The add action inserts new items into a collection — most often, new line items into an order. Inside the action, a set statement on item configures the new item. Once added, the new line is part of the order from that point forward.
add 1 item to order_lines in order
set item.sku to "GIFT-WRAP"
set item.unit_price to 0.0
set item.quantity to 1
end
Reads as: add 1 item to the order_lines collection on the order, with SKU “GIFT-WRAP” and the other fields shown.
The shape
add <count> items to <collection> in <model>
set item.field to value
set item.field to value
...
end
| Part | Example | Meaning |
|---|---|---|
<count> |
1, order_line.qty_ordered * 2
|
How many items to add. Can be any number expression. |
<collection> |
order_lines |
The collection to add into. |
<model> |
order |
The model that owns the collection. |
| Body | set item.X to Y |
Configures each new item. item refers to the line being created. |
Common use case: kit expansion
When an order contains a kit SKU, expand it into the components and remove the kit:
for order_lines in order
when order_line.sku is "KIT-STARTER" then
add 1 * order_line.qty_ordered items to order_lines in order
set item.sku to "KIT-COMPONENT-A"
set item.name to "Component A"
set item.unit_price to 0.0
end
add 2 * order_line.qty_ordered items to order_lines in order
set item.sku to "KIT-COMPONENT-B"
set item.name to "Component B"
set item.unit_price to 0.0
end
reject order_line # remove the kit SKU itself
end
end
For each kit ordered (qty_ordered = 1), add 1 of Component A and 2 of Component B. Then reject the kit line so the warehouse only sees the components.
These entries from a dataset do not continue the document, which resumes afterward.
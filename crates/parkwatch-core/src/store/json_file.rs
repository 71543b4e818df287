//! Session store backed by a single JSON file.
//!
//! The whole session list is rewritten on every mutation. Writes go to a
//! sibling temporary file that is flushed to disk and then renamed over the
//! target, so a crash leaves either the old or the new contents on disk.
//! A failed write leaves the in-memory list as it was before the call.

use std::fs::File;
use std::io::Write;
use std::path::{Path, PathBuf};
use std::sync::Mutex;

use serde::{Deserialize, Serialize};

use super::{insert, open_index, replace, SessionStore, StoreError, StoreResult, SESSIONS_FILE};
use crate::config::StorageBackend;
use crate::types::{NewSession, VehicleSession};

/// On-disk layout.
#[derive(Debug, Default, Serialize, Deserialize)]
struct SessionFile {
    sessions: Vec<VehicleSession>,
}

/// Sessions persisted to `<data_dir>/sessions.json`.
#[derive(Debug)]
pub struct JsonFileStore {
    path: PathBuf,
    sessions: Mutex<Vec<VehicleSession>>,
}

impl JsonFileStore {
    /// Open the store in `data_dir`, loading any existing sessions.
    ///
    /// # Errors
    ///
    /// Returns an error if the directory cannot be created or an existing
    /// file cannot be read or parsed.
    pub fn open(data_dir: &Path) -> StoreResult<Self> {
        std::fs::create_dir_all(data_dir).map_err(|source| StoreError::WriteError {
            path: data_dir.to_path_buf(),
            source,
        })?;
        let path = data_dir.join(SESSIONS_FILE);
        let sessions = Self::load(&path)?;
        tracing::info!(
            path = %path.display(),
            sessions = sessions.len(),
            "Opened session store"
        );
        Ok(Self {
            path,
            sessions: Mutex::new(sessions),
        })
    }

    /// Path of the backing file.
    #[must_use]
    pub fn path(&self) -> &Path {
        &self.path
    }

    fn load(path: &Path) -> StoreResult<Vec<VehicleSession>> {
        if !path.exists() {
            return Ok(Vec::new());
        }
        let content = std::fs::read_to_string(path).map_err(|source| StoreError::ReadError {
            path: path.to_path_buf(),
            source,
        })?;
        let file: SessionFile =
            serde_json::from_str(&content).map_err(|source| StoreError::ParseError {
                path: path.to_path_buf(),
                source,
            })?;
        Ok(file.sessions)
    }

    fn persist(&self, sessions: &[VehicleSession]) -> StoreResult<()> {
        let content = serde_json::to_string_pretty(&SessionFileRef { sessions })?;
        let tmp = self.path.with_extension("json.tmp");
        let write_tmp = || -> std::io::Result<()> {
            let mut file = File::create(&tmp)?;
            file.write_all(content.as_bytes())?;
            file.sync_all()
        };
        write_tmp().map_err(|source| StoreError::WriteError {
            path: tmp.clone(),
            source,
        })?;
        std::fs::rename(&tmp, &self.path).map_err(|source| StoreError::WriteError {
            path: self.path.clone(),
            source,
        })
    }
}

#[derive(Serialize)]
struct SessionFileRef<'a> {
    sessions: &'a [VehicleSession],
}

impl SessionStore for JsonFileStore {
    fn create(&self, new: NewSession) -> StoreResult<VehicleSession> {
        let mut sessions = self.sessions.lock().map_err(|_| StoreError::Poisoned)?;
        let session = insert(&mut sessions, new)?;
        if let Err(err) = self.persist(&sessions) {
            sessions.pop();
            return Err(err);
        }
        Ok(session)
    }

    fn update(&self, session: &VehicleSession) -> StoreResult<()> {
        let mut sessions = self.sessions.lock().map_err(|_| StoreError::Poisoned)?;
        let previous = replace(&mut sessions, session)?;
        if let Err(err) = self.persist(&sessions) {
            replace(&mut sessions, &previous)?;
            return Err(err);
        }
        Ok(())
    }

    fn find_all(&self) -> StoreResult<Vec<VehicleSession>> {
        let sessions = self.sessions.lock().map_err(|_| StoreError::Poisoned)?;
        Ok(sessions.clone())
    }

    fn find_open_by_plate(&self, plate: &str) -> StoreResult<Option<VehicleSession>> {
        let sessions = self.sessions.lock().map_err(|_| StoreError::Poisoned)?;
        Ok(open_index(&sessions, plate).map(|i| sessions[i].clone()))
    }

    fn backend(&self) -> StorageBackend {
        StorageBackend::Json
    }
}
Common use case: gift wrap
when
order.notes contains "GIFT"
or order.custom.is_gift
then
add 1 item to order_lines in order
set item.sku to "GIFT-WRAP"
set item.name to "Gift Wrapping"
set item.quantity to 1
set item.unit_price to 0.0
end
end
Counting
The count is an expression, not just a literal. You can compute it from the order:
accumulate order_lines in order
line_count: count order_line.id
end
add 1 * line_count items to order_lines in order
set item.sku to "INSERT"
end
Common patterns:
-
1 item— exactly one. -
N items— a fixed count. -
1 * order_line.qty_ordered items— one new line per unit of the line that triggered the add. -
<computed_var> items— a count from a session variable or accumulator result.
What item refers to
Inside the add block, item is the new line being created. You can:
-
Set fields with
set item.field to value. -
Reference the source. When
addis inside afor order_lines in order, the surroundingorder_lineis also accessible — useful for copying fields:for order_lines in order when order_line.sku is "BUNDLE-A" then add 1 item to order_lines in order set item.sku to "INCLUDED-A" set item.quantity to order_line.qty_ordered # inherits qty end end end
Multiple add blocks
Want to add several different items based on one trigger? Use multiple add blocks:
when order.custom.is_first_purchase then
add 1 item to order_lines in order
set item.sku to "WELCOME-PACKET"
end
add 1 item to order_lines in order
set item.sku to "DISCOUNT-COUPON"
end
end
Each add block adds independently.
Field defaults
If you don’t set a field, it’s blank. Set the fields the warehouse needs — at minimum, the SKU. Other common ones:
| Field | Why it matters |
|---|---|
item.sku |
Required by every fulfillment system. |
item.name |
Human-readable label, often shown on packing slips. |
item.quantity |
Defaults to 1 if not set, but be explicit. |
item.unit_price |
Important for accounting and packing slips. Set to 0.0 for free items. |
Tips
-
rejectthe original. When expanding a kit or replacing a SKU with components, the trigger line usually needs to berejected in the same iteration so the warehouse doesn’t see both. -
Don’t add inside an accumulate.
addmodifies the collection mid-iteration; pairing it with anaccumulateover the same collection produces inconsistent results. - Test in the trace harness. Run an order with the trigger condition through the Test tab and confirm the new line appears with all the right fields.